We were walking home from the train station, my grandfather and I, after visiting my grandmother in hospital. Home was a mile away, and there were no buses. It was night, and it had begun to rain.
This was no gentle, English rain such as we had been used to before emigrating to Australia. This was a Sydney downpour, of the kind celebrated by Dorothea Mackellar, the Australian poet, in her poem, "My Country" :
"I love a sunburnt country
A land of sweeping plains
Of ragged mountain ranges
Of droughts and flooding rains"
Our umbrellas and raincoats afforded no protection. Not only were we soon literally soaked to the skin, but the pockets of the plastic raincoat I was wearing filled up with water! It quickly became apparent that nothing we could do would make any difference to our sodden state, so we simply accepted the situation, and laughed our way home.
A pocketful of rain made me realise that things couldn’t get any worse. I was wet, no matter how hard I’d tried to keep dry.

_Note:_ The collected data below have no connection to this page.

use serde::Deserialize;
use thiserror::Error;

/// Errors from acquiring a credential through the registration endpoint.
///
/// All variants are `Clone` so an outcome can cross the channel between the
/// background registration task and the session store.
#[derive(Error, Debug, Clone, PartialEq, Eq)]
pub enum AuthError {
    #[error("Network error: {0}")]
    Transport(String),

    #[error("User not created ({status}): {message}")]
    Rejected { status: u16, message: String },

    #[error("Invalid registration response: {0}")]
    MalformedResponse(String),

    #[error("A registration request is already in progress")]
    AcquisitionInProgress,
}

/// Errors from the feed and post endpoints.
#[derive(Error, Debug)]
pub enum ApiError {
    #[error("Unauthorized - sign up to get an API key")]
    Unauthorized,

    #[error("Resource not found: {0}")]
    NotFound(String),

    #[error("Rate limited - please wait before retrying")]
    RateLimited,

    #[error("Server error: {0}")]
    ServerError(String),

    #[error("Network error: {0}")]
    NetworkError(#[from] reqwest::Error),

    #[error("Invalid response: {0}")]
    InvalidResponse(String),
}

/// Maximum length for error response bodies in error messages
const MAX_ERROR_BODY_LENGTH: usize = 500;

/// Error payload the aggregator server sends for every non-2xx response.
#[derive(Debug, Deserialize)]
struct ErrorBody {
    error: String,
}

/// Pull the human-readable message out of an error response body.
/// Falls back to the (truncated) raw body when it is not `{"error": "..."}`.
pub(crate) fn server_message(body: &str) -> String {
    match serde_json::from_str::<ErrorBody>(body) {
        Ok(parsed) if !parsed.error.trim().is_empty() => parsed.error,
        _ => truncate_body(body.trim()),
    }
}

/// Truncate a response body to avoid logging excessive data
fn truncate_body(body: &str) -> String {
    let total = body.chars().count();
    if total <= MAX_ERROR_BODY_LENGTH {
        body.to_string()
    } else {
        let head: String = body.chars().take(MAX_ERROR_BODY_LENGTH).collect();
        format!("{}... (truncated, {} total chars)", head, total)
    }
}

impl AuthError {
    /// Build the rejection for a registration response that was not `201 Created`.
    pub fn from_status(status: reqwest::StatusCode, body: &str) -> Self {
        let mut message = server_message(body);
        if message.is_empty() {
            message = status
                .canonical_reason()
                .unwrap_or("no reason given")
                .to_string();
        }
        AuthError::Rejected {
            status: status.as_u16(),
            message,
        }
    }

    /// Message shown to the user and stored as the session's last error.
    pub fn user_message(&self) -> String {
        match self {
            AuthError::Transport(_) => {
                "Unable to connect to server. Check that it is running and try again.".to_string()
            }
            AuthError::Rejected { .. } => self.to_string(),
            AuthError::MalformedResponse(_) => {
                "Account created but the server did not return an API key".to_string()
            }
            AuthError::AcquisitionInProgress => {
                "Already creating an account, please wait".to_string()
            }
        }
    }
}

impl From<reqwest::Error> for AuthError {
    fn from(err: reqwest::Error) -> Self {
        AuthError::Transport(err.to_string())
    }
}

impl ApiError {
    pub fn from_status(status: reqwest::StatusCode, body: &str) -> Self {
        let message = server_message(body);
        match status.as_u16() {
            401 | 403 => ApiError::Unauthorized,
            404 => ApiError::NotFound(message),
            429 => ApiError::RateLimited,
            500..=599 => ApiError::ServerError(message),
            _ => ApiError::InvalidResponse(format!("Status {}: {}", status, message)),
        }
    }
}

#[cfg(test)]
mod tests {
    use super::*;
    use reqwest::StatusCode;

    #[test]
    fn test_server_message_extracts_error_field() {
        assert_eq!(server_message(r#"{"error":"User already exists"}"#), "User already exists");
        assert_eq!(server_message("plain text failure"), "plain text failure");
        assert_eq!(server_message(r#"{"error":"  "}"#), r#"{"error":"  "}"#);
    }

    #[test]
    fn test_truncate_body() {
        let long = "x".repeat(MAX_ERROR_BODY_LENGTH + 20);
        let truncated = truncate_body(&long);
        assert!(truncated.starts_with(&"x".repeat(MAX_ERROR_BODY_LENGTH)));
        assert!(truncated.ends_with("(truncated, 520 total chars)"));

        // Multi-byte characters must not split
        let accented = "é".repeat(MAX_ERROR_BODY_LENGTH + 1);
        assert!(truncate_body(&accented).contains("truncated"));
    }

    #[test]
    fn test_auth_error_from_status() {
        let err = AuthError::from_status(StatusCode::BAD_REQUEST, r#"{"error":"User already exists"}"#);
        assert_eq!(
            err,
            AuthError::Rejected {
                status: 400,
                message: "User already exists".to_string()
            }
        );
        assert_eq!(err.user_message(), "User not created (400): User already exists");

        // Empty body falls back to the status reason
        let err = AuthError::from_status(StatusCode::INTERNAL_SERVER_ERROR, "");
        assert_eq!(err.user_message(), "User not created (500): Internal Server Error");
    }

    #[test]
    fn test_user_messages_are_never_empty() {
        let errors = [
            AuthError::Transport("connection refused".to_string()),
            AuthError::Rejected { status: 409, message: "taken".to_string() },
            AuthError::MalformedResponse("missing field `api_key`".to_string()),
            AuthError::AcquisitionInProgress,
        ];
        for err in errors {
            assert!(!err.user_message().is_empty(), "{:?}", err);
        }
    }

    #[test]
    fn test_api_error_from_status() {
        assert!(matches!(ApiError::from_status(StatusCode::UNAUTHORIZED, ""), ApiError::Unauthorized));
        assert!(matches!(ApiError::from_status(StatusCode::TOO_MANY_REQUESTS, ""), ApiError::RateLimited));
        assert!(matches!(
            ApiError::from_status(StatusCode::INTERNAL_SERVER_ERROR, r#"{"error":"Failed to get posts"}"#),
            ApiError::ServerError(msg) if msg == "Failed to get posts"
        ));
        assert!(matches!(
            ApiError::from_status(StatusCode::BAD_REQUEST, r#"{"error":"Invalid offset or limit"}"#),
            ApiError::InvalidResponse(msg) if msg.contains("Invalid offset or limit")
        ));
    }
}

Sometimes it’s difficult to accept that we’re not able to be in control in all life’s situations but, once we’ve cottoned on to that fact, we’re ready for the next step – the realisatiion that we don’t have to be in control. It isn’t up to us to solve all the world’s problems.
Finally, we come to the position of being able to "let go, and let God". We can safely trust our lives, now and in the future, to Him .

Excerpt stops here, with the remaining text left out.